朝餉は、大根・コンニャクの煮物、ナス煮浸し、インゲン・レタスを添えた和風ハンバーグ、味噌汁(ズッキーニ・油揚げ・豆腐・人参・ネギ)、ご飯、メロン。食後にコーヒー。

酸素吸入器の業者が訪う。酸素カニューレにつなぐ酸素濃縮装置の設置。取り込んだ外気から特殊なフィルターを使って酸素を吸着させ、濃度を高めるらしい(そんなイメージかな……)。

母の場合、カニューレは1リットル/分という圧力だ。それくらいだと、体内の二酸化炭素濃度は少しずつ高くなる。でも、息苦しさは低い。老衰による肺機能の低下が影響しているので、意識がある状態は1週間も続くかどうか。フィルターは1週間ごとに、カニューレは1ヶ月おきにそれぞれ交換することがマニュアルに書かれている。

姉と病院へ。母の退院手続き。ストレッチャー対応の介護タクシーに乗せて、自宅へ。道中、持ち堪えられるだろうか、と母の様子を見て思う。こちらの問いかけにはまったく答えない。それでも仕方ない。決めたからには退院しかないのだと改めて腹を括る。

帰宅にあたり、点滴をやめてもらう。家に帰っても点滴はしない。体が点滴のせいで浮腫んでしまい、パンパンに腫れている。母の体はそんなリッチな栄養をすでに必要としていない。点滴を止めればおのずと体も楽になるし、母も自分の体を終わらせる準備ができる。それが真正の老衰というものだ。

点滴をやめますね、と看護師の若い女性が僕を見て言う。そんなことを家族に言うのは初めてらしい。

お願いします、と言って僕は深く安堵する。母さん、これでよかったんだよね、と。

自宅に着いて母をベッドに運んだら、訪問看護師さんとケアマネさんが訪う。ベッドの脇には点滴棒があるのだが。チームで決めたとおり、もう点滴はしないことを伝えて、それを看護師さんが認めてくれる。一安心だ。ここで行き違いがあると困る。終末期のことをわかっている人たちがチームになってくれて心強い。

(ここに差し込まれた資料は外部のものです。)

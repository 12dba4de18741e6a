//! Probabilistic commit deduplication
//!
//! Two bloom filters guard the pipeline: one keyed by commit SHA, so a
//! commit surfaced by overlapping search pages or adjacent date shards is
//! fetched once, and one keyed by a content signature, so the same fix
//! mirrored across forks collapses to a single record. Insertion is
//! irreversible and `contains` may report false positives (at the
//! configured rate) but never false negatives. Skipped items can be written
//! to an append-only log so an operator can audit the false-positive risk.

use bloomfilter::Bloom;
use std::path::Path;
use tokio::fs::{File, OpenOptions};
use tokio::io::{AsyncWriteExt, BufWriter};

use crate::config::DedupConfig;
use crate::error::Result;
use crate::types::{Commit, CommitFile};

/// Probabilistic set membership over opaque byte keys
pub struct DedupFilter {
    bloom: Bloom<[u8]>,
}

impl DedupFilter {
    /// Create a filter sized for the configured capacity and error rate
    pub fn new(config: &DedupConfig) -> Self {
        Self {
            bloom: Bloom::new_for_fp_rate(config.expected_items, config.false_positive_rate),
        }
    }

    /// Insert a key. Irreversible; inserting twice is a no-op.
    pub fn insert(&mut self, key: &[u8]) {
        self.bloom.set(key);
    }

    /// Membership test. May return a false positive, never a false negative.
    pub fn contains(&self, key: &[u8]) -> bool {
        self.bloom.check(key)
    }

    /// Test-and-insert in one call; returns whether the key was already present
    pub fn check_and_insert(&mut self, key: &[u8]) -> bool {
        let seen = self.bloom.check(key);
        if !seen {
            self.bloom.set(key);
        }
        seen
    }
}

impl std::fmt::Debug for DedupFilter {
    fn fmt(&self, f: &mut std::fmt::Formatter<'_>) -> std::fmt::Result {
        f.debug_struct("DedupFilter")
            .field("bits", &self.bloom.number_of_bits())
            .field("hashes", &self.bloom.number_of_hash_functions())
            .finish()
    }
}

/// Content signature collapsing near-duplicate commits
///
/// Concatenation of the changed files' blob SHAs; two commits touching
/// byte-identical content (mirrored forks, cherry-picks of whole files)
/// produce the same signature. Commits with no usable blob SHAs fall back
/// to author date plus the first line of the message.
pub fn commit_signature(commit: &Commit) -> String {
    let shas: Vec<&str> = commit
        .files
        .iter()
        .filter_map(|f: &CommitFile| f.sha.as_deref())
        .collect();

    if shas.is_empty() {
        let first_line = commit.commit.message.lines().next().unwrap_or_default();
        format!("{}\n{}", commit.commit.author.date, first_line)
    } else {
        shas.join(",")
    }
}

/// Append-only log of dedup-filter hits
///
/// One `{sha}\t{repo_full_name}` line per skipped item.
#[derive(Debug)]
pub struct DedupLog {
    writer: BufWriter<File>,
}

impl DedupLog {
    /// Open (or create) the log file for appending
    pub async fn open(path: &Path) -> Result<Self> {
        let file = OpenOptions::new()
            .create(true)
            .append(true)
            .open(path)
            .await?;
        Ok(Self {
            writer: BufWriter::new(file),
        })
    }

    /// Record one skipped item, flushed immediately so the log survives an
    /// abrupt shutdown
    pub async fn record(&mut self, sha: &str, repo_full_name: &str) -> Result<()> {
        let line = format!("{sha}\t{repo_full_name}\n");
        self.writer.write_all(line.as_bytes()).await?;
        self.writer.flush().await?;
        Ok(())
    }
}

#[cfg(test)]
mod tests {
    use super::*;
    use crate::types::{CommitAuthor, CommitMeta};
    use rand::{Rng, SeedableRng, rngs::StdRng};

    fn small_config() -> DedupConfig {
        DedupConfig {
            expected_items: 100_000,
            false_positive_rate: 1e-4,
        }
    }

    #[test]
    fn insert_then_contains() {
        let mut filter = DedupFilter::new(&small_config());
        assert!(!filter.contains(b"a1b2c3"));
        filter.insert(b"a1b2c3");
        assert!(filter.contains(b"a1b2c3"));
    }

    #[test]
    fn check_and_insert_reports_prior_membership() {
        let mut filter = DedupFilter::new(&small_config());
        assert!(!filter.check_and_insert(b"deadbeef"));
        assert!(filter.check_and_insert(b"deadbeef"));
    }

    #[test]
    fn double_insert_does_not_affect_other_keys() {
        let mut filter = DedupFilter::new(&small_config());
        filter.insert(b"key-one");
        filter.insert(b"key-one");
        filter.insert(b"key-one");
        assert!(!filter.contains(b"key-two"));
        assert!(!filter.contains(b"key-three"));
    }

    #[test]
    fn false_positive_rate_stays_near_configured_bound() {
        let config = DedupConfig {
            expected_items: 10_000,
            false_positive_rate: 1e-3,
        };
        let mut filter = DedupFilter::new(&config);
        let mut rng = StdRng::seed_from_u64(0x5eed);

        // Fill to capacity with random 20-byte keys
        for _ in 0..10_000 {
            let key: [u8; 20] = rng.r#gen();
            filter.insert(&key);
        }

        // Probe with keys that were never inserted
        let mut false_positives = 0usize;
        let probes = 20_000usize;
        for _ in 0..probes {
            let key: [u8; 20] = rng.r#gen();
            if filter.contains(&key) {
                false_positives += 1;
            }
        }

        // 10x headroom over the configured 1e-3 rate keeps this stable
        let observed = false_positives as f64 / probes as f64;
        assert!(
            observed < 1e-2,
            "observed false-positive rate {observed} far exceeds configured 1e-3"
        );
    }

    fn commit_with_files(shas: &[Option<&str>]) -> Commit {
        Commit {
            sha: "c0ffee".to_string(),
            url: String::new(),
            commit: CommitMeta {
                url: String::new(),
                author: CommitAuthor {
                    date: "2019-01-02T03:04:05Z".to_string(),
                },
                message: "fix overflow\n\ndetails".to_string(),
            },
            stats: None,
            parents: vec![],
            files: shas
                .iter()
                .map(|sha| CommitFile {
                    sha: sha.map(str::to_string),
                    filename: "f".to_string(),
                    status: None,
                    additions: 0,
                    deletions: 0,
                    changes: 0,
                    raw_url: None,
                    blob_url: None,
                })
                .collect(),
        }
    }

    #[test]
    fn signature_joins_blob_shas() {
        let commit = commit_with_files(&[Some("aaa"), Some("bbb"), Some("ccc")]);
        assert_eq!(commit_signature(&commit), "aaa,bbb,ccc");
    }

    #[test]
    fn signature_falls_back_to_date_and_message() {
        let commit = commit_with_files(&[]);
        assert_eq!(
            commit_signature(&commit),
            "2019-01-02T03:04:05Z\nfix overflow"
        );
    }

    #[tokio::test]
    async fn dedup_log_appends_tab_separated_lines() {
        let dir = tempfile::tempdir().expect("tempdir");
        let path = dir.path().join("dedup-skips.txt");

        let mut log = DedupLog::open(&path).await.expect("open log");
        log.record("a1", "owner/repo").await.expect("record");
        log.record("b2", "other/repo").await.expect("record");
        drop(log);

        // Each record flushes, so the lines are durable without a close
        let contents = std::fs::read_to_string(&path).expect("read log");
        assert_eq!(contents, "a1\towner/repo\nb2\tother/repo\n");
    }
}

母の流動食は、梅肉・出汁のお粥、味噌汁(豆腐・人参・サツマイモ)。味噌汁はミキサーにかけて粗く砕いた。そこまで作ったものの、母は安心したのか熟睡している。母は日曜からずっと点滴だけで生きている。食べられたとしても、ほんの少しだろう。

家に着いてすぐ、母の顔は見違えるほど穏やかになった。居る場所に居る、そのことを理解したのだ。僕の顔を見て、お元気ですか?と尋ねてくる。頷いて、あなたはどうですか?と聞いたら、元気です、と母は答えた。

病院では叶わなかった会話だ。僕はそれだけでも帰宅した価値があったと思う。

母とのツーショットを撮って、妻に送る。待ってますよぉと一言添えた。妻は明日の成田発でやってくる。

夕餉は、大根・コンニャクの煮物、目玉焼き、鶏胸肉のソテー、ご飯、ウィスキー・トワイスアップ。